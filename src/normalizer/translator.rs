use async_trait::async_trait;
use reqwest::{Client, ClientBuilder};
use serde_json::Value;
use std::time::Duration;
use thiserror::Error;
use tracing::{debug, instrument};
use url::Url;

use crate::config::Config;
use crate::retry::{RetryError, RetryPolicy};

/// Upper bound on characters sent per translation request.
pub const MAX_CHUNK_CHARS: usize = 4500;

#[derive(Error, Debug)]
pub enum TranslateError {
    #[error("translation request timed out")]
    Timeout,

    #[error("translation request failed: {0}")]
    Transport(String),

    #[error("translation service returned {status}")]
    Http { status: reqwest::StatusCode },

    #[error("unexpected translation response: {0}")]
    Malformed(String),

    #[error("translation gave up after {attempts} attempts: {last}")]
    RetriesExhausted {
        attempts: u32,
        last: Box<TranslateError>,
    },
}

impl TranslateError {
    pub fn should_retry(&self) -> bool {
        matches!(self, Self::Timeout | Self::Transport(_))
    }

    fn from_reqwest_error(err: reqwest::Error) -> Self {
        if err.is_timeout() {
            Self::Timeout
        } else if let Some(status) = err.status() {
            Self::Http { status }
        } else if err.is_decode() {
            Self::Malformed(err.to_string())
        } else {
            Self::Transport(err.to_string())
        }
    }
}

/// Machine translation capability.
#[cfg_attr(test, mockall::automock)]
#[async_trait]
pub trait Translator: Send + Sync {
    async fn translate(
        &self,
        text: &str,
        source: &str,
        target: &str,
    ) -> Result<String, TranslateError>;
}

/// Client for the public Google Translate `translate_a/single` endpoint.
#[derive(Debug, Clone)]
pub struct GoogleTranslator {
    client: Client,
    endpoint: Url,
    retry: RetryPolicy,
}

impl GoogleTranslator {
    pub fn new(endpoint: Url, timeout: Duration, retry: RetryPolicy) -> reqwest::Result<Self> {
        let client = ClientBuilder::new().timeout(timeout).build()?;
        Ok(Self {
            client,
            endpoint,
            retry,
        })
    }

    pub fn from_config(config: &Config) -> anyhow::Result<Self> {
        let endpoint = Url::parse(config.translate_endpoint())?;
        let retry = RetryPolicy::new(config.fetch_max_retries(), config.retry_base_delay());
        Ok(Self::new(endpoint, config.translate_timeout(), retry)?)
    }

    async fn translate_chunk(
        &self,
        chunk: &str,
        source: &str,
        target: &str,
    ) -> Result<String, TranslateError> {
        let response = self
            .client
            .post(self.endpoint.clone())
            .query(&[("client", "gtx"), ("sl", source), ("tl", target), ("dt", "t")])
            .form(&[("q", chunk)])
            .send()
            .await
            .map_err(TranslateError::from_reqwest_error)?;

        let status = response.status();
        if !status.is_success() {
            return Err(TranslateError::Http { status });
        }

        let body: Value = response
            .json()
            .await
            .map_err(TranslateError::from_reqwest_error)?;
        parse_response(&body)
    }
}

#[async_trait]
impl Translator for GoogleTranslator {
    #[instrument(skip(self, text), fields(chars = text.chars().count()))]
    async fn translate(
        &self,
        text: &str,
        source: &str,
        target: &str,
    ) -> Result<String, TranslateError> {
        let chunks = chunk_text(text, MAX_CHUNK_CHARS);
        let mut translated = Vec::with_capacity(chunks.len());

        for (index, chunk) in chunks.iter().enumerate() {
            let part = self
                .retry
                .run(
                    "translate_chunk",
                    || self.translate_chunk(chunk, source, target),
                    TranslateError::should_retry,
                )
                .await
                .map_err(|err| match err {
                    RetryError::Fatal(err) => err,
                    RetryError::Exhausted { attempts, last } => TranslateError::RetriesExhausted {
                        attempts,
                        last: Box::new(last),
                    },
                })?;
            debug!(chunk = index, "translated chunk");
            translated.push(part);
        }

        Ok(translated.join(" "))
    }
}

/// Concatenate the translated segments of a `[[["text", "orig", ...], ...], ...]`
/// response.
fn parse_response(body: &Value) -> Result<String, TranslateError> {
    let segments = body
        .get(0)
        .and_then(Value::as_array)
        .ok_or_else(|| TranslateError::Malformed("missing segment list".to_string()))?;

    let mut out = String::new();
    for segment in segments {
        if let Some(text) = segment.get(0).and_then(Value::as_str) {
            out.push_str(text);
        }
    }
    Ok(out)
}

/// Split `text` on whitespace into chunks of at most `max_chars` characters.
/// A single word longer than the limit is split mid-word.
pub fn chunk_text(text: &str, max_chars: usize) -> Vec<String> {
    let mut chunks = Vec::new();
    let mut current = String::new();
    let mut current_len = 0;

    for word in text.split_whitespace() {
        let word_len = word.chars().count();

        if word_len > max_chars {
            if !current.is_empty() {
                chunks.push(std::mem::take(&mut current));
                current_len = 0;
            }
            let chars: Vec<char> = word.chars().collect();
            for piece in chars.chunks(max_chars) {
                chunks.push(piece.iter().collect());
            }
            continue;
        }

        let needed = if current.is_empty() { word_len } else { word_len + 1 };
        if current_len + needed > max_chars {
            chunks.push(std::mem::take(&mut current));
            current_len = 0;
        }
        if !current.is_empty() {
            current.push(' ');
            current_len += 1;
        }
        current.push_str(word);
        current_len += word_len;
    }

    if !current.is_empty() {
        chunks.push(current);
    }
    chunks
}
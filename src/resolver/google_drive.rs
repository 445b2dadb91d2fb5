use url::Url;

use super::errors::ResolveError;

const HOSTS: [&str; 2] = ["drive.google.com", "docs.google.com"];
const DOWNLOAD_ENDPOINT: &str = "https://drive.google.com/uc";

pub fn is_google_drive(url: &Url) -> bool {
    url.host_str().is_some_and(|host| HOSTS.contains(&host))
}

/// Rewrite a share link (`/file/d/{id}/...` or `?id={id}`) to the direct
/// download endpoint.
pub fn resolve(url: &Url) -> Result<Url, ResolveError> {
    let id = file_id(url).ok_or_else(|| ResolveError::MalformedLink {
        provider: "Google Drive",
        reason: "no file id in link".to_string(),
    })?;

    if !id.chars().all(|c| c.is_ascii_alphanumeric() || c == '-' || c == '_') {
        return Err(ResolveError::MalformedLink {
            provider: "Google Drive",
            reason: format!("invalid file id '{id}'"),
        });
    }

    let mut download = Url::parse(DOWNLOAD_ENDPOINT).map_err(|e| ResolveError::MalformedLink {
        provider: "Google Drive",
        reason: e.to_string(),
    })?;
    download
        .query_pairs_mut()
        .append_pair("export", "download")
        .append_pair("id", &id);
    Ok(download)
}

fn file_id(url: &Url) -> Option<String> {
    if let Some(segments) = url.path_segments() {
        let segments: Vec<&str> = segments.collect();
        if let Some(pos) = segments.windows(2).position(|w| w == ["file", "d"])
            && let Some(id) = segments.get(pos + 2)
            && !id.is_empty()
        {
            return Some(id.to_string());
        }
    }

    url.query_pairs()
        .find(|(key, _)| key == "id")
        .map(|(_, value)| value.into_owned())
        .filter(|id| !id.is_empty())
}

--------------------

Where does "RetriesExhausted" appear in the records above? Copy every line that has it.

ANSWER FOR THE TASK>
    RetriesExhausted {
                    RetryError::Exhausted { attempts, last } => TranslateError::RetriesExhausted {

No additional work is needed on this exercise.